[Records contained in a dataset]
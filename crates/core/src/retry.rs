// SPDX-License-Identifier: BUSL-1.1
// Copyright (c) 2026 Alfred Jean LLC

//! Exponential backoff retry configuration.
//!
//! Passed explicitly into every retry site as a value (Design Note:
//! "Re-implement as a value passed explicitly into every retry site; never
//! a mutable package-level variable").

use serde::{Deserialize, Serialize};
use std::time::Duration;

/// Parameters for an exponential backoff retry loop.
#[derive(Debug, Clone, Copy, PartialEq, Serialize, Deserialize)]
pub struct RetryConfig {
    #[serde(with = "millis")]
    pub initial_delay: Duration,
    pub multiplier: f64,
    #[serde(with = "millis")]
    pub max_delay: Duration,
    pub max_attempts: u32,
}

mod millis {
    use super::Duration;
    use serde::{Deserialize, Deserializer, Serializer};

    pub fn serialize<S: Serializer>(d: &Duration, s: S) -> Result<S::Ok, S::Error> {
        s.serialize_u64(d.as_millis() as u64)
    }

    pub fn deserialize<'de, D: Deserializer<'de>>(d: D) -> Result<Duration, D::Error> {
        Ok(Duration::from_millis(u64::deserialize(d)?))
    }
}

impl RetryConfig {
    /// `initial delay 1s, multiplier 2, cap 30s, max attempts 3` — the
    /// worker's default for transient subprocess/network failures.
    pub const fn worker_default() -> Self {
        Self {
            initial_delay: Duration::from_secs(1),
            multiplier: 2.0,
            max_delay: Duration::from_secs(30),
            max_attempts: 3,
        }
    }

    /// Delay to wait before the given 1-indexed attempt number. `attempt =
    /// 1` is the delay before the *second* try (the first try has no
    /// preceding delay).
    pub fn delay_for_attempt(&self, attempt: u32) -> Duration {
        if attempt == 0 {
            return Duration::ZERO;
        }
        let factor = self.multiplier.powi(attempt as i32 - 1);
        let millis = (self.initial_delay.as_millis() as f64 * factor) as u64;
        Duration::from_millis(millis).min(self.max_delay)
    }

    pub fn is_exhausted(&self, attempts_made: u32) -> bool {
        attempts_made >= self.max_attempts
    }
}

impl Default for RetryConfig {
    fn default() -> Self {
        Self::worker_default()
    }
}

#[cfg(test)]
#[path = "retry_tests.rs"]
mod tests;
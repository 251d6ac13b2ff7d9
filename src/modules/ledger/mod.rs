pub mod models;
pub mod snapshot;
pub mod store;

pub use models::{BranchConfig, ReferenceData, TransactionKind, TransactionRecord, WorkerRef};
pub use snapshot::{LedgerSnapshot, RawTransactionRow};
pub use store::LedgerStore;
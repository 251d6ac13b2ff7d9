use chrono::{Datelike, Duration, NaiveDate, Weekday};
use regex::Regex;
use tracing::debug;

use crate::modules::calendar::{locale, resolve_period, PeriodKeyword, PeriodRange};
use crate::modules::ledger::models::ReferenceData;

/// Metric the user is asking about
#[derive(Debug, Clone, Copy, PartialEq, Eq)]
pub enum Metric {
    Revenue,
    Profit,
    TransactionCount,
    BestWorker,
    BestBranch,
    TopService,
}

/// Structured filter extracted from one free-text question.
///
/// Unmatched dimensions stay `None`, meaning unscoped rather than zero;
/// the resolver supplies defaults.
#[derive(Debug, Clone, PartialEq)]
pub struct QueryFilter {
    pub period: Option<PeriodRange>,
    pub period_label: Option<String>,
    pub branch_id: Option<String>,
    pub worker_id: Option<String>,
    pub metric: Option<Metric>,
    pub raw_text: String,
}

/// Deterministic, rule-based filter extraction. Never fails: text with
/// no recognizable tokens yields a fully-unset filter.
pub struct FilterExtractor {
    range_full: Regex,
    range_short: Regex,
    single_date: Regex,
    month_only: Regex,
}

const MONTH_TOKENS: &str = "januari|februari|september|desember|oktober|november|agustus\
|maret|april|juni|juli|mei|jan|feb|mar|apr|jun|jul|agu|ags|aug|sep|okt|oct|nov|des|dec";

const RANGE_SEP: &str = r"\s*(?:sampai|hingga|s/d|s\.d\.|sd|ke|-)\s*";

impl FilterExtractor {
    pub fn new() -> Self {
        let date = format!(r"(?:tanggal\s+|tgl\s+)?(\d{{1,2}})\s+({MONTH_TOKENS})\b\s*(\d{{4}})?");
        Self {
            range_full: Regex::new(&format!("{date}{RANGE_SEP}{date}"))
                .expect("static range regex"),
            range_short: Regex::new(&format!(
                r"(?:tanggal\s+|tgl\s+)?(\d{{1,2}}){RANGE_SEP}(\d{{1,2}})\s+({MONTH_TOKENS})\b\s*(\d{{4}})?"
            ))
            .expect("static range regex"),
            single_date: Regex::new(&date).expect("static date regex"),
            month_only: Regex::new(&format!(
                r"\b(?:bulan\s+)?({MONTH_TOKENS})\b\s*(\d{{4}})?"
            ))
            .expect("static month regex"),
        }
    }

    /// Extract a structured filter from free text. Recognizes relative
    /// period keywords, explicit dates/ranges/months, branch and worker
    /// mentions (names and aliases), and metric keywords.
    pub fn extract(
        &self,
        raw_text: &str,
        reference_date: NaiveDate,
        reference: &ReferenceData,
        week_start: Weekday,
    ) -> QueryFilter {
        let lower = raw_text.to_lowercase();

        let (period, period_label) = self.extract_period(&lower, reference_date, week_start);
        let metric = extract_metric(&lower);
        let branch_id = reference
            .resolve_branch(&lower)
            .map(|b| b.branch_id.clone());
        let worker_id = reference
            .resolve_worker(&lower)
            .map(|w| w.worker_id.clone());

        let filter = QueryFilter {
            period,
            period_label,
            branch_id,
            worker_id,
            metric,
            raw_text: raw_text.to_string(),
        };
        debug!(?filter, "extracted query filter");
        filter
    }

    /// Priority: explicit range > single date > explicit month >
    /// relative keyword. No match leaves the period unset.
    fn extract_period(
        &self,
        lower: &str,
        reference_date: NaiveDate,
        week_start: Weekday,
    ) -> (Option<PeriodRange>, Option<String>) {
        if let Some(period) = self.parse_range(lower, reference_date) {
            return (Some(period), Some(period.label()));
        }
        if let Some(date) = self.parse_single_date(lower, reference_date) {
            let period = PeriodRange::single_day(date);
            return (Some(period), Some(period.label()));
        }
        if let Some((month, year)) = self.parse_month(lower, reference_date) {
            if let Ok(period) = resolve_period(
                PeriodKeyword::Explicit { month, year },
                reference_date,
                week_start,
            ) {
                return (Some(period), Some(period.label()));
            }
        }

        let keyword = [
            ("hari ini", PeriodKeyword::Today),
            ("kemarin", PeriodKeyword::Yesterday),
            ("minggu lalu", PeriodKeyword::LastWeek),
            ("minggu ini", PeriodKeyword::ThisWeek),
            ("bulan lalu", PeriodKeyword::LastMonth),
            ("bulan ini", PeriodKeyword::ThisMonth),
        ]
        .into_iter()
        .find(|(token, _)| lower.contains(token));

        match keyword {
            Some((token, kw)) => match resolve_period(kw, reference_date, week_start) {
                Ok(period) => (Some(period), Some(token.to_string())),
                Err(_) => (None, None),
            },
            None => (None, None),
        }
    }

    fn parse_range(&self, lower: &str, reference_date: NaiveDate) -> Option<PeriodRange> {
        // "15 jan 2026 sampai 17 jan 2026" (years optional, borrowed
        // from the other side when only one is present)
        if let Some(caps) = self.range_full.captures(lower) {
            let year1 = caps.get(3).and_then(|m| m.as_str().parse().ok());
            let year2 = caps.get(6).and_then(|m| m.as_str().parse().ok());
            let y1 = year1.or(year2).unwrap_or(reference_date.year());
            let y2 = year2.or(year1).unwrap_or(reference_date.year());
            let start = build_date(&caps[1], &caps[2], y1);
            let end = build_date(&caps[4], &caps[5], y2);
            if let (Some(start), Some(end)) = (start, end) {
                if end >= start {
                    return PeriodRange::new(start, end + Duration::days(1)).ok();
                }
            }
        }

        // Same-month shorthand: "1 s/d 5 januari 2026"
        if let Some(caps) = self.range_short.captures(lower) {
            let year = caps
                .get(4)
                .and_then(|m| m.as_str().parse().ok())
                .unwrap_or(reference_date.year());
            let start = build_date(&caps[1], &caps[3], year);
            let end = build_date(&caps[2], &caps[3], year);
            if let (Some(start), Some(end)) = (start, end) {
                if end >= start {
                    return PeriodRange::new(start, end + Duration::days(1)).ok();
                }
            }
        }

        None
    }

    fn parse_single_date(&self, lower: &str, reference_date: NaiveDate) -> Option<NaiveDate> {
        let caps = self.single_date.captures(lower)?;
        let year = caps
            .get(3)
            .and_then(|m| m.as_str().parse().ok())
            .unwrap_or(reference_date.year());
        build_date(&caps[1], &caps[2], year)
    }

    fn parse_month(&self, lower: &str, reference_date: NaiveDate) -> Option<(u32, i32)> {
        let caps = self.month_only.captures(lower)?;
        let month = locale::month_number(&caps[1])?;
        let year = caps
            .get(2)
            .and_then(|m| m.as_str().parse().ok())
            .unwrap_or(reference_date.year());
        Some((month, year))
    }
}

impl Default for FilterExtractor {
    fn default() -> Self {
        Self::new()
    }
}

fn build_date(day: &str, month_name: &str, year: i32) -> Option<NaiveDate> {
    let day: u32 = day.parse().ok()?;
    let month = locale::month_number(month_name)?;
    NaiveDate::from_ymd_opt(year, month, day)
}

/// Keyword metric matching, mirroring the menu vocabulary the bot's
/// users already know. First category hit wins.
fn extract_metric(lower: &str) -> Option<Metric> {
    const RANKING: &[&str] = &["terbaik", "ranking", "peringkat", "top capster"];
    const COMPARISON: &[&str] = &["banding", "perbandingan", "vs cabang"];
    const POPULARITY: &[&str] = &["terlaris", "terpopuler", "paling laku", "layanan populer"];
    const PROFIT: &[&str] = &["laba", "rugi", "profit", "untung", "keuntungan", "margin"];
    const REVENUE: &[&str] = &[
        "pendapatan",
        "revenue",
        "omzet",
        "omset",
        "pemasukan",
        "income",
    ];
    const COUNT: &[&str] = &["transaksi", "jumlah"];

    let contains_any = |tokens: &[&str]| tokens.iter().any(|t| lower.contains(t));

    if contains_any(RANKING) {
        // "cabang terbaik" asks for a branch, not a capster
        if lower.contains("cabang") && !lower.contains("capster") {
            Some(Metric::BestBranch)
        } else {
            Some(Metric::BestWorker)
        }
    } else if contains_any(COMPARISON) {
        Some(Metric::BestBranch)
    } else if contains_any(POPULARITY) {
        Some(Metric::TopService)
    } else if contains_any(PROFIT) {
        Some(Metric::Profit)
    } else if contains_any(REVENUE) {
        Some(Metric::Revenue)
    } else if contains_any(COUNT) {
        Some(Metric::TransactionCount)
    } else {
        None
    }
}
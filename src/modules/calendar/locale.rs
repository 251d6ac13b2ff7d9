//! Indonesian month and day names used in period labels and the
//! query extractor's vocabulary.

use chrono::{Datelike, NaiveDate, Weekday};

/// Full month names, indexed by month number - 1
pub const MONTHS_ID: [&str; 12] = [
    "Januari",
    "Februari",
    "Maret",
    "April",
    "Mei",
    "Juni",
    "Juli",
    "Agustus",
    "September",
    "Oktober",
    "November",
    "Desember",
];

/// Full month name for a 1-based month number
pub fn month_name(month: u32) -> &'static str {
    MONTHS_ID
        .get(month as usize - 1)
        .copied()
        .unwrap_or("Bulan?")
}

/// Resolve an Indonesian (or common English) month name or abbreviation
/// to its 1-based number. Case-insensitive.
pub fn month_number(name: &str) -> Option<u32> {
    let lower = name.to_lowercase();
    match lower.as_str() {
        "januari" | "jan" => Some(1),
        "februari" | "feb" => Some(2),
        "maret" | "mar" => Some(3),
        "april" | "apr" => Some(4),
        "mei" => Some(5),
        "juni" | "jun" => Some(6),
        "juli" | "jul" => Some(7),
        "agustus" | "agu" | "ags" | "aug" => Some(8),
        "september" | "sep" => Some(9),
        "oktober" | "okt" | "oct" => Some(10),
        "november" | "nov" => Some(11),
        "desember" | "des" | "dec" => Some(12),
        _ => None,
    }
}

/// Indonesian day name
pub fn day_name(weekday: Weekday) -> &'static str {
    match weekday {
        Weekday::Mon => "Senin",
        Weekday::Tue => "Selasa",
        Weekday::Wed => "Rabu",
        Weekday::Thu => "Kamis",
        Weekday::Fri => "Jumat",
        Weekday::Sat => "Sabtu",
        Weekday::Sun => "Minggu",
    }
}

/// "17 Agustus 2026"
pub fn format_date_long(date: NaiveDate) -> String {
    format!("{} {} {}", date.day(), month_name(date.month()), date.year())
}

/// "17 Agu"
pub fn format_date_short(date: NaiveDate) -> String {
    let abbrev = &month_name(date.month())[..3];
    format!("{} {}", date.day(), abbrev)
}
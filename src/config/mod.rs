use crate::core::{AppError, Result};
use chrono::Weekday;
use std::env;
use std::time::Duration;

/// Main application configuration
#[derive(Debug, Clone)]
pub struct Config {
    pub app: AppConfig,
    pub oracle: OracleConfig,
    pub report: ReportConfig,
}

#[derive(Debug, Clone)]
pub struct AppConfig {
    pub env: String,
    pub log_level: String,
}

/// AI oracle settings. A missing api_key disables tier-1 answering;
/// the deterministic fallback still works.
#[derive(Debug, Clone)]
pub struct OracleConfig {
    pub api_key: Option<String>,
    pub base_url: String,
    pub model: String,
    pub timeout_secs: u64,
}

impl OracleConfig {
    pub fn timeout(&self) -> Duration {
        Duration::from_secs(self.timeout_secs)
    }
}

#[derive(Debug, Clone)]
pub struct ReportConfig {
    pub week_start: Weekday,
    pub days_per_month: u32,
}

impl Config {
    /// Load configuration from environment variables
    pub fn from_env() -> Result<Self> {
        // Load .env file if present
        dotenvy::dotenv().ok();

        let config = Config {
            app: AppConfig {
                env: env::var("APP_ENV").unwrap_or_else(|_| "development".to_string()),
                log_level: env::var("LOG_LEVEL").unwrap_or_else(|_| "info".to_string()),
            },
            oracle: OracleConfig {
                api_key: env::var("GEMINI_API_KEY").ok().filter(|k| !k.is_empty()),
                base_url: env::var("GEMINI_BASE_URL")
                    .unwrap_or_else(|_| "https://generativelanguage.googleapis.com".to_string()),
                model: env::var("GEMINI_MODEL")
                    .unwrap_or_else(|_| "gemini-1.5-flash".to_string()),
                timeout_secs: env::var("ORACLE_TIMEOUT_SECS")
                    .unwrap_or_else(|_| "8".to_string())
                    .parse()
                    .map_err(|_| {
                        AppError::Configuration("Invalid ORACLE_TIMEOUT_SECS".to_string())
                    })?,
            },
            report: ReportConfig {
                week_start: parse_weekday(
                    &env::var("WEEK_START").unwrap_or_else(|_| "monday".to_string()),
                )?,
                days_per_month: env::var("DAYS_PER_MONTH")
                    .unwrap_or_else(|_| "30".to_string())
                    .parse()
                    .map_err(|_| AppError::Configuration("Invalid DAYS_PER_MONTH".to_string()))?,
            },
        };

        config.validate()?;
        Ok(config)
    }

    /// Validate configuration
    pub fn validate(&self) -> Result<()> {
        if self.report.days_per_month == 0 {
            return Err(AppError::Configuration(
                "DAYS_PER_MONTH must be greater than 0".to_string(),
            ));
        }
        if self.oracle.timeout_secs == 0 {
            return Err(AppError::Configuration(
                "ORACLE_TIMEOUT_SECS must be greater than 0".to_string(),
            ));
        }
        Ok(())
    }
}

fn parse_weekday(value: &str) -> Result<Weekday> {
    match value.to_lowercase().as_str() {
        "monday" | "senin" => Ok(Weekday::Mon),
        "tuesday" | "selasa" => Ok(Weekday::Tue),
        "wednesday" | "rabu" => Ok(Weekday::Wed),
        "thursday" | "kamis" => Ok(Weekday::Thu),
        "friday" | "jumat" => Ok(Weekday::Fri),
        "saturday" | "sabtu" => Ok(Weekday::Sat),
        "sunday" | "minggu" => Ok(Weekday::Sun),
        other => Err(AppError::Configuration(format!(
            "Invalid WEEK_START '{}'",
            other
        ))),
    }
}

Problem requirements: Copy every line of the entries above in which "POPULARITY" occurs.

Reply:
    const POPULARITY: &[&str] = &["terlaris", "terpopuler", "paling laku", "layanan populer"];
    } else if contains_any(POPULARITY) {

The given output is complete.